== Segment start ==

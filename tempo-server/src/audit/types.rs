//! 审计日志类型定义
//!
//! 认证相关事件的核心数据结构。
//! 所有条目不可变、不可删除，支持 SHA256 哈希链防篡改。

use serde::{Deserialize, Serialize};

/// 审计操作类型（枚举，非自由文本）
///
/// 每个认证敏感操作都有明确的类型标识。
#[derive(Debug, Clone, Copy, PartialEq, Eq, Hash, Serialize, Deserialize, sqlx::Type)]
#[sqlx(rename_all = "SCREAMING_SNAKE_CASE")]
#[serde(rename_all = "SCREAMING_SNAKE_CASE")]
pub enum AuditAction {
    // ═══ 登录 ═══
    /// 登录成功
    LoginSuccess,
    /// 登录失败（密码错误）
    LoginFailed,
    /// 第二因子校验失败
    SecondFactorFailed,
    /// 登出
    Logout,

    // ═══ 锁定 ═══
    /// 连续失败触发锁定 / 管理员手动锁定
    UserLock,
    /// 锁定解除（惰性过期 / 管理员解锁）
    UserUnlock,

    // ═══ 会话 ═══
    /// 超出并发上限，最旧会话被挤下线
    SessionEvicted,
    /// 管理员/经理强制下线
    ForcedLogout,

    // ═══ 密码重置 ═══
    /// 重置申请
    PasswordResetRequested,
    /// 重置完成
    PasswordResetCompleted,

    // ═══ 延时 ═══
    /// 延时批准
    ExtensionApproved,
    /// 延时驳回
    ExtensionRejected,
}

impl std::fmt::Display for AuditAction {
    fn fmt(&self, f: &mut std::fmt::Formatter<'_>) -> std::fmt::Result {
        write!(f, "{:?}", self)
    }
}

/// 审计日志条目（不可变）
///
/// 每条记录包含 SHA256 哈希链，确保防篡改。
/// - `prev_hash`: 前一条记录的哈希
/// - `curr_hash`: 当前记录的哈希（包含 prev_hash + 所有字段）
#[derive(Debug, Clone, Serialize, Deserialize, sqlx::FromRow)]
pub struct AuditEntry {
    /// 全局递增序列号（唯一标识）
    pub id: i64,
    /// 时间戳（Unix 毫秒）
    pub timestamp: i64,
    /// 操作类型
    pub action: AuditAction,
    /// 相关账户 ID（系统事件为 None）
    pub account_id: Option<i64>,
    /// 来源 IP
    pub ip: Option<String>,
    /// User-Agent
    pub user_agent: Option<String>,
    /// 人类可读消息
    pub message: String,
    /// 前一条审计日志哈希
    pub prev_hash: String,
    /// 当前记录哈希（SHA256）
    pub curr_hash: String,
}

/// 审计日志查询参数
#[derive(Debug, Clone, Deserialize)]
pub struct AuditQuery {
    /// 起始时间（Unix 毫秒，含）
    pub from: Option<i64>,
    /// 截止时间（Unix 毫秒，含）
    pub to: Option<i64>,
    /// 操作类型过滤
    pub action: Option<AuditAction>,
    /// 账户过滤
    pub account_id: Option<i64>,
    /// 分页偏移
    #[serde(default)]
    pub offset: i64,
    /// 分页大小（默认 50）
    #[serde(default = "default_limit")]
    pub limit: i64,
}

fn default_limit() -> i64 {
    50
}

/// 审计日志列表响应
#[derive(Debug, Serialize)]
pub struct AuditListResponse {
    pub items: Vec<AuditEntry>,
    pub total: i64,
}

/// 审计链验证结果
#[derive(Debug, Serialize)]
pub struct AuditChainVerification {
    /// 验证的记录总数
    pub total_entries: i64,
    /// 链是否完整
    pub chain_intact: bool,
    /// 断裂点序列号列表
    pub breaks: Vec<i64>,
}
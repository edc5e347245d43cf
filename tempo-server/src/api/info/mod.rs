//! 信息页 API 模块
//!
//! 工作时间硬闸把窗口外的请求重定向到这里，而不是在数据层拒绝。

use axum::{Json, Router, extract::State, routing::get};
use chrono::Datelike;
use serde_json::{Value, json};

use crate::core::ServerState;
use crate::utils::AppResult;

pub fn router() -> Router<ServerState> {
    Router::new().route("/api/info/outside-hours", get(outside_hours))
}

/// GET /api/info/outside-hours - 今天的开放窗口说明
async fn outside_hours(State(state): State<ServerState>) -> AppResult<Json<Value>> {
    let now = state.clock.now_in(state.config.timezone);
    let window = state.config.working_hours.window_for(now.weekday());

    Ok(Json(json!({
        "message": "The system is outside organizational working hours",
        "timezone": state.config.timezone.name(),
        "today": now.date_naive().to_string(),
        "window": window.map(|(open, close)| {
            json!({ "open": open.format("%H:%M").to_string(),
                    "close": close.format("%H:%M").to_string() })
        }),
        "hint": "Ask a supervisor to approve a time extension for after-hours access",
    })))
}
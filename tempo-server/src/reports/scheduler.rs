//! 周期性报告调度器
//!
//! 每天在 `schedule_time`（业务时区）触发一轮：
//!
//! - 每周 `weekly_generation_day`：为每个活跃账户生成上一周的周报草稿
//! - 每天：按账户配置的 `month_end_day` 生成当月月报草稿
//! - 每天：重算各部门昨日的日汇总；周初补上周汇总；月初补上月汇总
//!
//! 串行遍历账户/部门，单个失败只记日志，批次绝不中断。

use chrono::{Datelike, Duration, NaiveDate, NaiveTime};
use chrono_tz::Tz;
use shared::models::{Account, NotificationKind, PeriodType, ReportCreate};
use tokio_util::sync::CancellationToken;

use crate::core::ServerState;
use crate::db::repository::{account, department, report};
use crate::reports::rollup;
use crate::services::notification;
use crate::utils::time;

/// 周期性报告调度器
///
/// 注册为 `TaskKind::Periodic`，在 `start_background_tasks()` 中启动。
pub struct ReportScheduler {
    state: ServerState,
    shutdown: CancellationToken,
}

impl ReportScheduler {
    pub fn new(state: ServerState, shutdown: CancellationToken) -> Self {
        Self { state, shutdown }
    }

    /// 主循环：启动先跑一轮（幂等），之后每天定点触发
    pub async fn run(self) {
        tracing::info!("Report scheduler started");

        self.run_cycle().await;

        loop {
            let tz = self.state.config.timezone;
            let tick = self.state.config.schedule_time;
            let sleep_duration = self.duration_until_next_tick(tick, tz);

            tracing::info!(
                "Next report generation cycle in {} minutes (tick={})",
                sleep_duration.as_secs() / 60,
                tick.format("%H:%M")
            );

            tokio::select! {
                _ = tokio::time::sleep(sleep_duration) => {
                    self.run_cycle().await;
                }
                _ = self.shutdown.cancelled() => {
                    tracing::info!("Report scheduler received shutdown signal");
                    return;
                }
            }
        }
    }

    /// 一轮生成 + 汇总
    async fn run_cycle(&self) {
        let tz = self.state.config.timezone;
        let today = self.state.clock.today(tz);

        let accounts = match account::find_active(&self.state.pool).await {
            Ok(accounts) => accounts,
            Err(e) => {
                tracing::error!("Report cycle aborted, cannot list accounts: {}", e);
                return;
            }
        };

        if today.weekday() == self.state.config.weekly_generation_day {
            for acct in &accounts {
                if let Err(e) = self.generate_weekly(acct, today).await {
                    tracing::error!(account_id = acct.id, "Weekly generation failed: {}", e);
                }
            }
        }

        for acct in &accounts {
            if i64::from(today.day()) == acct.month_end_day {
                if let Err(e) = self.generate_monthly(acct, today).await {
                    tracing::error!(account_id = acct.id, "Monthly generation failed: {}", e);
                }
            }
        }

        self.run_rollups(today).await;
    }

    /// 上一周的周报草稿（已有则跳过）
    async fn generate_weekly(
        &self,
        acct: &Account,
        today: NaiveDate,
    ) -> Result<(), crate::utils::AppError> {
        let last_week_day = today - Duration::days(7);
        let period_key = time::weekly_period_key(last_week_day);

        if report::find_by_account_period(&self.state.pool, acct.id, PeriodType::Weekly, &period_key)
            .await?
            .is_some()
        {
            return Ok(());
        }

        let (monday, sunday) = time::week_bounds(last_week_day);
        let dailies = report::find_daily_in_key_range(
            &self.state.pool,
            acct.id,
            &time::daily_period_key(monday),
            &time::daily_period_key(sunday),
        )
        .await?;
        if dailies.is_empty() {
            return Ok(());
        }

        let content = compose_period_content(&dailies);
        report::create(
            &self.state.pool,
            acct.id,
            acct.department_id,
            &ReportCreate {
                period_type: PeriodType::Weekly,
                period_key: period_key.clone(),
                content,
                signature: None, // 草稿，等员工签名提交
            },
            self.state.clock.now_millis(),
        )
        .await?;

        notification::notify(
            &self.state,
            acct.id,
            NotificationKind::ReportGenerated,
            "Weekly report draft ready",
            &format!("Draft weekly report for {} is ready to submit", period_key),
        )
        .await;

        Ok(())
    }

    /// 当月月报草稿（按账户 month_end_day 触发，已有则跳过）
    async fn generate_monthly(
        &self,
        acct: &Account,
        today: NaiveDate,
    ) -> Result<(), crate::utils::AppError> {
        let period_key = time::monthly_period_key(today);

        if report::find_by_account_period(&self.state.pool, acct.id, PeriodType::Monthly, &period_key)
            .await?
            .is_some()
        {
            return Ok(());
        }

        let month_start = today.with_day(1).unwrap_or(today);
        let dailies = report::find_daily_in_key_range(
            &self.state.pool,
            acct.id,
            &time::daily_period_key(month_start),
            &time::daily_period_key(today),
        )
        .await?;
        if dailies.is_empty() {
            return Ok(());
        }

        let content = compose_period_content(&dailies);
        report::create(
            &self.state.pool,
            acct.id,
            acct.department_id,
            &ReportCreate {
                period_type: PeriodType::Monthly,
                period_key: period_key.clone(),
                content,
                signature: None,
            },
            self.state.clock.now_millis(),
        )
        .await?;

        notification::notify(
            &self.state,
            acct.id,
            NotificationKind::ReportGenerated,
            "Monthly report draft ready",
            &format!("Draft monthly report for {} is ready to submit", period_key),
        )
        .await;

        Ok(())
    }

    /// 部门汇总：昨日 + 周初补上周 + 月初补上月
    async fn run_rollups(&self, today: NaiveDate) {
        let departments = match department::find_active(&self.state.pool).await {
            Ok(d) => d,
            Err(e) => {
                tracing::error!("Rollup pass aborted, cannot list departments: {}", e);
                return;
            }
        };

        let yesterday = today - Duration::days(1);
        for dept in &departments {
            let mut targets: Vec<(PeriodType, String)> = vec![(
                PeriodType::Daily,
                time::daily_period_key(yesterday),
            )];
            if today.weekday() == self.state.config.weekly_generation_day {
                targets.push((
                    PeriodType::Weekly,
                    time::weekly_period_key(today - Duration::days(7)),
                ));
            }
            if today.day() == 1 {
                targets.push((
                    PeriodType::Monthly,
                    time::monthly_period_key(yesterday),
                ));
            }

            for (period_type, period_key) in targets {
                if let Err(e) = rollup::aggregate(
                    &self.state.pool,
                    &self.state.clock,
                    dept.id,
                    period_type,
                    &period_key,
                )
                .await
                {
                    tracing::error!(
                        department_id = dept.id,
                        %period_type,
                        period_key,
                        "Rollup failed: {}",
                        e
                    );
                }
            }
        }
    }

    /// 计算距离下一次触发时刻的 Duration
    fn duration_until_next_tick(&self, tick: NaiveTime, tz: Tz) -> std::time::Duration {
        let now = self.state.clock.now_in(tz);
        let today = now.date_naive();

        let target_date = if now.time() >= tick {
            today + Duration::days(1)
        } else {
            today
        };

        let target_datetime = target_date
            .and_time(tick)
            .and_local_timezone(tz)
            .single()
            .unwrap_or_else(|| {
                // DST edge case: fallback to +1 min
                (target_date.and_time(tick) + Duration::minutes(1))
                    .and_local_timezone(tz)
                    .latest()
                    .unwrap_or_else(|| {
                        tracing::error!("Cannot resolve local tick time, using fallback");
                        now + Duration::hours(1)
                    })
            });

        let duration = target_datetime.signed_duration_since(now);
        if duration.num_seconds() <= 0 {
            std::time::Duration::from_secs(60)
        } else {
            duration
                .to_std()
                .unwrap_or(std::time::Duration::from_secs(60))
        }
    }
}

/// 把一组日报拼成周/月报正文，每天一个标注日期的小节
fn compose_period_content(dailies: &[shared::models::Report]) -> String {
    dailies
        .iter()
        .map(|d| format!("[{}]\n{}", d.period_key, d.content))
        .collect::<Vec<_>>()
        .join("\n\n")
}

#[cfg(test)]
mod tests {
    use super::*;
    use chrono::TimeZone;
    use shared::Clock;
    use shared::models::{AccountCreate, ReportStatus, Role};

    use crate::auth::credential;
    use crate::core::{Config, ServerState};
    use crate::db::DbService;

    /// Monday 2026-08-10 05:30 Asia/Jakarta — the weekly generation tick
    fn monday_tick_millis() -> i64 {
        chrono_tz::Asia::Jakarta
            .with_ymd_and_hms(2026, 8, 10, 5, 30, 0)
            .unwrap()
            .timestamp_millis()
    }

    async fn seed(state: &ServerState) -> i64 {
        let now = state.clock.now_millis();
        let dept = department::create(&state.pool, "Finance", now).await.unwrap();
        let hash = credential::hash_password("pw").unwrap();
        let acct = account::create(
            &state.pool,
            AccountCreate {
                email: "lia@example.com".into(),
                password: String::new(),
                display_name: None,
                role: Role::Employee,
                department_id: Some(dept.id),
                month_end_day: None,
            },
            hash,
            now,
        )
        .await
        .unwrap();

        // Two signed dailies inside last week (Mon 08-03 .. Sun 08-09)
        for (key, text) in [
            ("2026-08-05", "reconciled ledgers"),
            ("2026-08-07", "closed vendor invoices"),
        ] {
            report::create(
                &state.pool,
                acct.id,
                Some(dept.id),
                &ReportCreate {
                    period_type: PeriodType::Daily,
                    period_key: key.into(),
                    content: text.into(),
                    signature: Some("sig".into()),
                },
                now,
            )
            .await
            .unwrap();
        }

        acct.id
    }

    #[tokio::test]
    async fn weekly_drafts_are_generated_once() {
        let db = DbService::in_memory().await.unwrap();
        let config = Config::with_overrides("/tmp/tempo-test", 0);
        let state = ServerState::with_pool(config, db.pool, Clock::fixed_at(monday_tick_millis()));
        let account_id = seed(&state).await;

        let scheduler = ReportScheduler::new(
            state.clone(),
            tokio_util::sync::CancellationToken::new(),
        );

        scheduler.run_cycle().await;

        let weekly = report::find_by_account_period(
            &state.pool,
            account_id,
            PeriodType::Weekly,
            "2026-08-03_2026-08-09",
        )
        .await
        .unwrap()
        .expect("weekly draft generated");
        assert_eq!(weekly.status, ReportStatus::Draft);
        assert!(weekly.content.contains("reconciled ledgers"));
        assert!(weekly.content.contains("[2026-08-07]"));

        // A second cycle on the same day does not duplicate anything
        scheduler.run_cycle().await;
        let all = report::find_by_account(&state.pool, account_id, Some(PeriodType::Weekly), 10)
            .await
            .unwrap();
        assert_eq!(all.len(), 1);
    }
}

== Segment end ==

TASK - Each line above that holds the string "crate" should be copied and shown.

TASK SOLUTION -
use crate::core::ServerState;
use crate::utils::AppResult;
use crate::core::ServerState;
use crate::db::repository::{account, department, report};
use crate::reports::rollup;
use crate::services::notification;
use crate::utils::time;
    ) -> Result<(), crate::utils::AppError> {
    ) -> Result<(), crate::utils::AppError> {
    use crate::auth::credential;
    use crate::core::{Config, ServerState};
    use crate::db::DbService;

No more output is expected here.